The deep divide between the Obama administration and Israeli Prime Minister Binyamin Netanyahu on the Iranian nuclear issue resurfaced during this week’s two-day (May 7-8) Jerusalem talks held by the visiting US National Security Advisor Susan Rice, who was joined by Wendy Sherman, US Under Secretary of State for Political Affairs and head of the US delegation to the nuclear talks.

Rice reiterated President Barack Obama’s contention that Iran and the P5+1 countries must reach a deal by the year’s end, before internal political conditions in Iran alter the landscape. The US urges Israel to recognize that Iran is already irreversibly a nuclear threshold state, and so it should be permitted to maintain a civilian nuclear program. This includes uranium enrichment and the construction of new nuclear reactors, with the proviso that Tehran commits not to turn its capabilities to military uses.

The Obama administration is prepared to pledge that every intelligence-gathering method at its disposal will be used to monitor Iran’s nuclear program and ensure that the threshold is not crossed. It promises Israel, as Rice repeated in her Wednesday conversation with Netanyahu, that Obama will not allow Iran to arm itself with nuclear weapons.

But debkafile’s sources in Jerusalem report that Netanyahu rejected the American position, arguing that Israel cannot leave its security in the hands of intelligence agencies whose forecasts and evaluations of the past years have often proved inaccurate.

Directly after Netanyahu and Rice met on Wednesday, a senior Israeli official said Israel continues to insist that Iran should not have the right to enrich uranium. The official, who spoke with unusual frankness, said that the Obama administration’s eagerness to seal the deal has more do with US domestic political concerns than Tehran.

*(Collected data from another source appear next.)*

//! Property tests for the resolver, log and pity counters

use std::time::Duration;

use idle_combat::combat::{
    damage_reduction, mitigated_damage, resolve_attack, CombatLog, CombatantSnapshot, LogKind,
    LootEntry,
};
use idle_combat::core::{Amount, LootConfig, Rarity};
use idle_combat::loot::{roll_loot, LootRequest, PityState};
use proptest::prelude::*;
use rand::SeedableRng;
use rand_chacha::ChaCha8Rng;

fn rarity() -> impl Strategy<Value = Rarity> {
    prop_oneof![
        Just(Rarity::Common),
        Just(Rarity::Uncommon),
        Just(Rarity::Rare),
        Just(Rarity::Epic),
        Just(Rarity::Legendary),
        Just(Rarity::Mythic),
    ]
}

fn pity_state() -> impl Strategy<Value = PityState> {
    (0u32..2000, 0u32..2000, 0u32..2000, 0u32..2000).prop_map(|(u, r, e, l)| PityState {
        kills_since_uncommon: u,
        kills_since_rare: r,
        kills_since_epic: e,
        kills_since_legendary: l,
    })
}

proptest! {
    #[test]
    fn prop_reduction_in_unit_range_and_increasing(defense in 0u64..1_000_000) {
        let low = damage_reduction(&Amount::from_u64(defense));
        let high = damage_reduction(&Amount::from_u64(defense + 1));
        prop_assert!((0.0..1.0).contains(&low));
        prop_assert!(high > low);
    }

    #[test]
    fn prop_defense_alone_never_zeroes_damage(attack in 1u64..1_000_000, defense in 0u64..1_000_000_000) {
        let damage = mitigated_damage(&Amount::from_u64(attack), &Amount::from_u64(defense));
        prop_assert!(damage.is_positive());
        prop_assert!(damage <= Amount::from_u64(attack));
    }

    #[test]
    fn prop_dodge_means_zero_damage(seed in any::<u64>(), dodge in 0.0f64..=100.0) {
        let mut rng = ChaCha8Rng::seed_from_u64(seed);
        let attacker = CombatantSnapshot::new(Amount::from_u64(1), Amount::from_u64(500), Amount::zero());
        let defender = CombatantSnapshot::new(Amount::from_u64(900), Amount::zero(), Amount::zero())
            .with_dodge(dodge);
        let outcome = resolve_attack(&attacker, &defender, 1.0, &mut rng);
        if outcome.is_dodged() {
            prop_assert!(outcome.damage.is_zero());
            prop_assert_eq!(outcome.defender_hp_after, Amount::from_u64(900));
        } else {
            prop_assert_eq!(outcome.damage, Amount::from_u64(500));
        }
    }

    #[test]
    fn prop_log_bounded(pushes in 0usize..400) {
        let mut log = CombatLog::default();
        for i in 0..pushes {
            log.push(Duration::from_millis(i as u64), LogKind::System, format!("{i}"));
        }
        prop_assert_eq!(log.len(), pushes.min(100));
        if pushes > 100 {
            let expected = format!("{}", pushes - 100);
            prop_assert_eq!(&log.iter().next().unwrap().message, &expected);
        }
    }

    #[test]
    fn prop_pity_counters_grow_by_at_most_one(seed in any::<u64>(), before in pity_state(), drop in rarity()) {
        let config = LootConfig::default();
        let entry = LootEntry::new("prop_item", 100.0, drop);
        let request = LootRequest::new([&entry]);
        let mut rng = ChaCha8Rng::seed_from_u64(seed);

        let result = roll_loot(&request, before, &config, &mut rng);
        let after = result.pity;

        prop_assert!(after.kills_since_uncommon <= before.kills_since_uncommon + 1);
        prop_assert!(after.kills_since_rare <= before.kills_since_rare + 1);
        prop_assert!(after.kills_since_epic <= before.kills_since_epic + 1);
        prop_assert!(after.kills_since_legendary <= before.kills_since_legendary + 1);
        prop_assert!(result.items.iter().filter(|d| d.source == idle_combat::loot::DropSource::Pity).count() <= 1);
        if drop >= Rarity::Legendary {
            prop_assert_eq!(after, PityState::default());
        }
    }
}

#[test]
fn test_zero_dodge_never_dodges() {
    let mut rng = ChaCha8Rng::seed_from_u64(2024);
    let attacker = CombatantSnapshot::new(Amount::from_u64(1), Amount::from_u64(10), Amount::zero());
    let defender = CombatantSnapshot::new(Amount::from_u64(1), Amount::zero(), Amount::zero());
    let dodges = (0..10_000)
        .filter(|_| resolve_attack(&attacker, &defender, 1.0, &mut rng).is_dodged())
        .count();
    assert_eq!(dodges, 0);
}

#[test]
fn test_half_dodge_roughly_half() {
    let mut rng = ChaCha8Rng::seed_from_u64(7);
    let attacker = CombatantSnapshot::new(Amount::from_u64(1), Amount::from_u64(10), Amount::zero());
    let defender = CombatantSnapshot::new(Amount::from_u64(1), Amount::zero(), Amount::zero()).with_dodge(50.0);
    let dodges = (0..10_000)
        .filter(|_| resolve_attack(&attacker, &defender, 1.0, &mut rng).is_dodged())
        .count();
    assert!((4_500..5_500).contains(&dodges), "dodges = {dodges}");
}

 “We would be happy to see July 20 pass without a deal,” the official said, referencing the target date set for a comprehensive agreement. He added that there was worry in Israel that Obama might be tempted to accommodate Iran now, in order to head off potential gains by Republicans in the November mid-term elections.

The Israeli official was emphatic about his bottom line: “Are we going to agree to [let Iran go ahead with] enrichment? No!”

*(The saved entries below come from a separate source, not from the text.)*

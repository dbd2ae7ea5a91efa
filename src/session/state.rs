//! Combat session state machine
//!
//! `Idle -> Active -> Resolving -> Idle`, one fight at a time. The session
//! owns the HP copies, cooldown clocks, combat log and (for bosses) the
//! boss mechanics controller. Resolution stays in `combat`, `boss` and
//! `loot`; all mutation happens here.

use std::time::Duration;

use rand::SeedableRng;
use rand_chacha::ChaCha8Rng;

use crate::boss::mechanics::BossMechanics;
use crate::combat::log::{CombatLog, LogKind};
use crate::combat::resolution::{resolve_attack, AttackOutcome, HitKind};
use crate::combat::stats::{DungeonMeta, EnemyDefinition, LootEntry, PlayerStats};
use crate::core::amount::Amount;
use crate::core::config::CombatConfig;
use crate::core::error::{CombatError, Result};
use crate::core::types::{CombatTarget, DungeonId, ZoneId};
use crate::loot::engine::{roll_loot, DropSource, LootRequest};
use crate::session::events::{CombatEvent, FightOutcome, RewardSink};

const PLAYER_NAME: &str = "Player";

#[derive(Debug, Clone, Copy, Default, PartialEq, Eq)]
pub enum CombatPhase {
    #[default]
    Idle,
    Active,
    Resolving,
}

/// Data fixed for the duration of one fight
#[derive(Debug, Clone)]
struct Encounter {
    target: CombatTarget,
    enemy: EnemyDefinition,
    dungeon: Option<DungeonMeta>,
    player: PlayerStats,
}

/// Countdown from the end of a fight to the session reset
#[derive(Debug, Clone, Copy)]
struct PendingResolution {
    outcome: FightOutcome,
    remaining: Duration,
    applied: bool,
}

#[derive(Debug)]
pub struct CombatSession {
    config: CombatConfig,
    rng: ChaCha8Rng,
    phase: CombatPhase,
    encounter: Option<Encounter>,
    player_hp: Amount,
    player_max_hp: Amount,
    enemy_hp: Amount,
    enemy_max_hp: Amount,
    /// Combat time since the fight started
    elapsed: Duration,
    last_player_attack_at: Duration,
    last_enemy_attack_at: Duration,
    boss: Option<BossMechanics>,
    log: CombatLog,
    auto_attack: bool,
    pending: Option<PendingResolution>,
}

impl Default for CombatSession {
    fn default() -> Self {
        Self::new(CombatConfig::default())
    }
}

On Thursday, May 8, Netanyahu echoed this outlook, saying: “Iran must not have centrifuges or enriched uranium.” Rice proposed a limit on the number of centrifuges Iran is permitted to operate, as well as a cap on the amount of uranium it can enrich.

Our sources say Netanyahu flatly rejected Rice’s argument that the quantity and sophistication of the centrifuges are not of he highest importance, compared with the real question of how many centrifuges Iran will be allowed to operate under close international scrutiny.

“The best defense against a nuclear Iran is to keep a nuclear weapon out of its hands. Tehran needs centrifuges and enriched uranium for the single purpose of building a nuclear weapon. Tehran must be deprived of this capability,” Netanyahu said Thursday.

According to debkafile’s sources in Washington, ahead of the Rice visit to Israel, administration officials conferred with several former Israeli security figures who are regularly consulted by Netanyahu on the nuclear issue. They were asked for an opinion on whether the prime minister would buy a compromise that permitted Iran to keep several thousand centrifuges and enrich a specified amount of uranium up to a low five percent grade.

Those advisers came back to Netanyahu with the impression that Obama was fixated on a fast deal regardless of Israel’s opposition. They also warned him that his rejection of the US compromise proposal would bring down on Israel’s head a propaganda campaign in both the local and international media that would impugn his credibility on the Iranian nuclear issue.

Jerusalem regards the Newsweek charge of Israeli spies crossing the red line in America as the opening shot of this campaign.

Officials in Jerusalem are also rubbishing a report on the subject that the Yediot Aharonot Hebrew tabloid is running Friday, May 9. It quotes Uzi Ilam, a long-retired former head of the Israeli Atomic Energy Committee, as arguing that Netanyahu is using the pressing Iran nuclear issue for political gain, when in fact, he says, Iran won’t be able to make a nuclear bomb for 10 years.
Knowledgeable officials say his information is years out of date. Almost all leading US, European and Israeli nuclear experts agree that Iran has reached the point of being able to manufacture a nuclear bomb in two or three or months.